I can hear the responses, “But that’s just biblicism! How do you know the Scripture is plainly teaching this?” A short reply is twofold: which is easier to understand: Romans 4:11, teaching that circumcision was a sign and seal of righteousness by faith, or that in the Eucharist we participate in the Sophianic descent upon the world (I am not criticizing Bulgakov. I really do enjoy reading him. I understand he does not represent Orthodoxy, but simply asserting that does not equal a refutation of his concerns)? And before someone tells me how wonderful Schmemann is, let me point out that many conservative Russo-Orthodox suspected him of Protestant sympathies.
But back to Zwingli. There are shortcomings in his theology. That is true.
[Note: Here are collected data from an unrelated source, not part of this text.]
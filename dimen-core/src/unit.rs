//! Unit types and traits.

use crate::dimension::{Dimension, DimensionTag, Dimensionless, DivDim, MulDim};
use crate::error::{Error, Result};
use crate::ratio::Ratio;
use crate::representation::Representation;
use crate::Quantity;
use core::fmt::{Debug, Display, Formatter};
use core::marker::PhantomData;

/// Trait implemented by every **unit** type.
///
/// * `RATIO` is the exact scale of this unit relative to the *coherent reference unit* of its dimension.
///   Example: if metres are the reference (`Metre::RATIO == Ratio::ONE`), kilometres use `Ratio::KILO` because
///   `1 km = 1000 m`.
///
/// * `SYMBOL` is the printable string (e.g. `"m"` or `"km"`).
///
/// * `Dim` ties the unit to a type-level [`DimensionTag`]; [`Unit::dimension`] is its canonical value.
///
/// Units are normally declared with `#[derive(Unit)]` inside this crate. A manual implementation looks like:
///
/// ```rust
/// use dimen_core::{BaseDimension, Dimension, DimensionTag, Ratio, Unit};
///
/// pub enum Information {}
/// impl DimensionTag for Information {
///     fn dimension() -> Dimension {
///         Dimension::base(BaseDimension::AMOUNT_OF_SUBSTANCE)
///     }
/// }
///
/// #[derive(Clone, Copy, Debug, PartialEq)]
/// pub enum Dozen {}
/// impl Unit for Dozen {
///     const RATIO: Ratio = Ratio::new(12, 1);
///     type Dim = Information;
///     const SYMBOL: &'static str = "doz";
/// }
///
/// assert_eq!(Dozen::descriptor().ratio(), Ratio::new(12, 1));
/// ```
pub trait Unit: Copy + PartialEq + Debug + 'static {
    /// Scale relative to the coherent reference unit of the dimension.
    const RATIO: Ratio;

    /// Dimension tag to which this unit belongs.
    type Dim: DimensionTag;

    /// Printable symbol, shown by [`core::fmt::Display`]. Empty for composite units; see [`Unit::symbol`].
    const SYMBOL: &'static str;

    /// Printable symbol, composed from the parts for [`Per`] (`km/h`) and [`Prod`] (`m·m`).
    fn symbol() -> String {
        Self::SYMBOL.to_owned()
    }

    /// Canonical dimension of this unit.
    #[inline]
    fn dimension() -> Dimension {
        <Self::Dim as DimensionTag>::dimension()
    }

    /// Run-time description of this unit.
    fn descriptor() -> UnitDescriptor {
        UnitDescriptor::new(Self::symbol(), Self::dimension(), Self::RATIO)
    }
}

/// Unit representing the division of two other units.
///
/// `Per<N, D>` corresponds to `N / D`: its dimension is `N::Dim / D::Dim` and its ratio is `N::RATIO / D::RATIO`,
/// computed exactly at compile time.
#[derive(Clone, Copy, Debug, PartialEq, PartialOrd)]
pub struct Per<N: Unit, D: Unit>(PhantomData<(N, D)>);

impl<N: Unit, D: Unit> Unit for Per<N, D> {
    const RATIO: Ratio = N::RATIO.divide(D::RATIO);
    type Dim = DivDim<N::Dim, D::Dim>;
    const SYMBOL: &'static str = "";

    fn symbol() -> String {
        format!("{}/{}", N::symbol(), D::symbol())
    }
}

impl<N: Unit, D: Unit, R: Representation + Display> Display for Quantity<Per<N, D>, R> {
    fn fmt(&self, f: &mut Formatter<'_>) -> core::fmt::Result {
        write!(f, "{} {}", self.value(), <Per<N, D>>::symbol())
    }
}

/// Unit representing the product of two other units.
#[derive(Clone, Copy, Debug, PartialEq, PartialOrd)]
pub struct Prod<A: Unit, B: Unit>(PhantomData<(A, B)>);

impl<A: Unit, B: Unit> Unit for Prod<A, B> {
    const RATIO: Ratio = A::RATIO.multiply(B::RATIO);
    type Dim = MulDim<A::Dim, B::Dim>;
    const SYMBOL: &'static str = "";

    fn symbol() -> String {
        format!("{}·{}", A::symbol(), B::symbol())
    }
}

impl<A: Unit, B: Unit, R: Representation + Display> Display for Quantity<Prod<A, B>, R> {
    fn fmt(&self, f: &mut Formatter<'_>) -> core::fmt::Result {
        write!(f, "{} {}", self.value(), <Prod<A, B>>::symbol())
    }
}

/// Zero-sized marker type for dimensionless quantities.
///
/// `Unitless` has a ratio of one and an empty symbol.
#[derive(Clone, Copy, Debug, PartialEq, PartialOrd)]
pub struct Unitless;

impl Unit for Unitless {
    const RATIO: Ratio = Ratio::ONE;
    type Dim = Dimensionless;
    const SYMBOL: &'static str = "";
}

impl<R: Representation + Display> Display for Quantity<Unitless, R> {
    fn fmt(&self, f: &mut Formatter<'_>) -> core::fmt::Result {
        write!(f, "{}", self.value())
    }
}

// ─────────────────────────────────────────────────────────────────────────────
// Run-time unit descriptor
// ─────────────────────────────────────────────────────────────────────────────

/// A unit as a value: canonical dimension plus exact scale.
///
/// Marker types give the compile-time guarantees; descriptors are what you inspect, compare and combine when the
/// unit is only known at run time (e.g. in a generic helper that logs or validates).
///
/// ```rust
/// use dimen_core::{Error, Ratio, Unit};
/// use dimen_core::length::{Centimetre, Decimetre};
/// use dimen_core::time::Second;
///
/// let dm = Decimetre::descriptor();
/// let cm = Centimetre::descriptor();
/// assert_eq!(dm.conversion_factor(&cm), Ok(Ratio::new(10, 1)));
/// assert!(matches!(dm.ensure_same(&cm), Err(Error::UnitMismatch { .. })));
/// assert!(matches!(
///     dm.conversion_factor(&Second::descriptor()),
///     Err(Error::DimensionMismatch { .. })
/// ));
/// ```
#[derive(Clone, Debug, PartialEq, Eq, Hash)]
pub struct UnitDescriptor {
    symbol: String,
    dimension: Dimension,
    ratio: Ratio,
}

impl UnitDescriptor {
    /// Creates a descriptor from its parts. An empty symbol displays as the dimension and scale.
    pub fn new(symbol: impl Into<String>, dimension: Dimension, ratio: Ratio) -> Self {
        Self {
            symbol: symbol.into(),
            dimension,
            ratio,
        }
    }

    /// Printable symbol.
    #[inline]
    pub fn symbol(&self) -> &str {
        &self.symbol
    }

    /// Canonical dimension.
    #[inline]
    pub fn dimension(&self) -> &Dimension {
        &self.dimension
    }

    /// Scale relative to the coherent reference unit.
    #[inline]
    pub fn ratio(&self) -> Ratio {
        self.ratio
    }

    /// Whether values of this unit can be converted into `other`.
    #[inline]
    pub fn is_convertible(&self, other: &UnitDescriptor) -> bool {
        self.dimension == other.dimension
    }

    /// Factor that turns a value in `self` into a value in `to`: `ratio(self) / ratio(to)`.
    pub fn conversion_factor(&self, to: &UnitDescriptor) -> Result<Ratio> {
        if !self.is_convertible(to) {
            return Err(Error::DimensionMismatch {
                expected: to.dimension.clone(),
                found: self.dimension.clone(),
            });
        }
        Ok(self.ratio.divide(to.ratio))
    }

    /// Checks that `other` is the same unit (same dimension and same scale).
    pub fn ensure_same(&self, other: &UnitDescriptor) -> Result<()> {
        if self.dimension != other.dimension {
            return Err(Error::DimensionMismatch {
                expected: self.dimension.clone(),
                found: other.dimension.clone(),
            });
        }
        if self.ratio != other.ratio {
            return Err(Error::UnitMismatch {
                dimension: self.dimension.clone(),
                expected: self.ratio,
                found: other.ratio,
            });
        }
        Ok(())
    }

    /// Product unit: dimensions multiply, ratios multiply.
    pub fn multiply(&self, other: &UnitDescriptor) -> UnitDescriptor {
        UnitDescriptor::new(
            self.compose(other, "·"),
            self.dimension.multiply(&other.dimension),
            self.ratio.multiply(other.ratio),
        )
    }

    /// Quotient unit: dimensions divide, ratios divide.
    pub fn divide(&self, other: &UnitDescriptor) -> UnitDescriptor {
        UnitDescriptor::new(
            self.compose(other, "/"),
            self.dimension.divide(&other.dimension),
            self.ratio.divide(other.ratio),
        )
    }

    fn compose(&self, other: &UnitDescriptor, op: &str) -> String {
        if self.symbol.is_empty() || other.symbol.is_empty() {
            String::new()
        } else {
            format!("{}{}{}", self.symbol, op, other.symbol)
        }
    }
}

impl Display for UnitDescriptor {
    fn fmt(&self, f: &mut Formatter<'_>) -> core::fmt::Result {
        if self.symbol.is_empty() {
            write!(f, "[{}]×{}", self.dimension, self.ratio)
        } else {
            f.write_str(&self.symbol)
        }
    }
}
What I have found interesting, though, and I am certainly open to correction on this, is that one can affirm Zwingli’s sacramental views and be in 100% accord with Westminster (though I grant that WCF probably went deeper than Zwingli). This is an important point and one of which Federal Visionists are routinely guilty. As wonderful as Calvin and the others are, and noting truly the broad array of peripheral differences among the Reformers, it is the Westminster Confession (if you are Anglo-American) and not the peripheral differences which are binding on the church. This is where Doug Wilson errs. I freely grant that men at Westminster did not believe in the imputation of active obedience. It is simply bad hermeneutics to interpret what was agreed upon as the norm and representative view by what was considered the fringe.
Cunningham, William. The Reformers and the Theology of the Reformation. Edinburgh: Banner of Truth Trust, reprint 1979.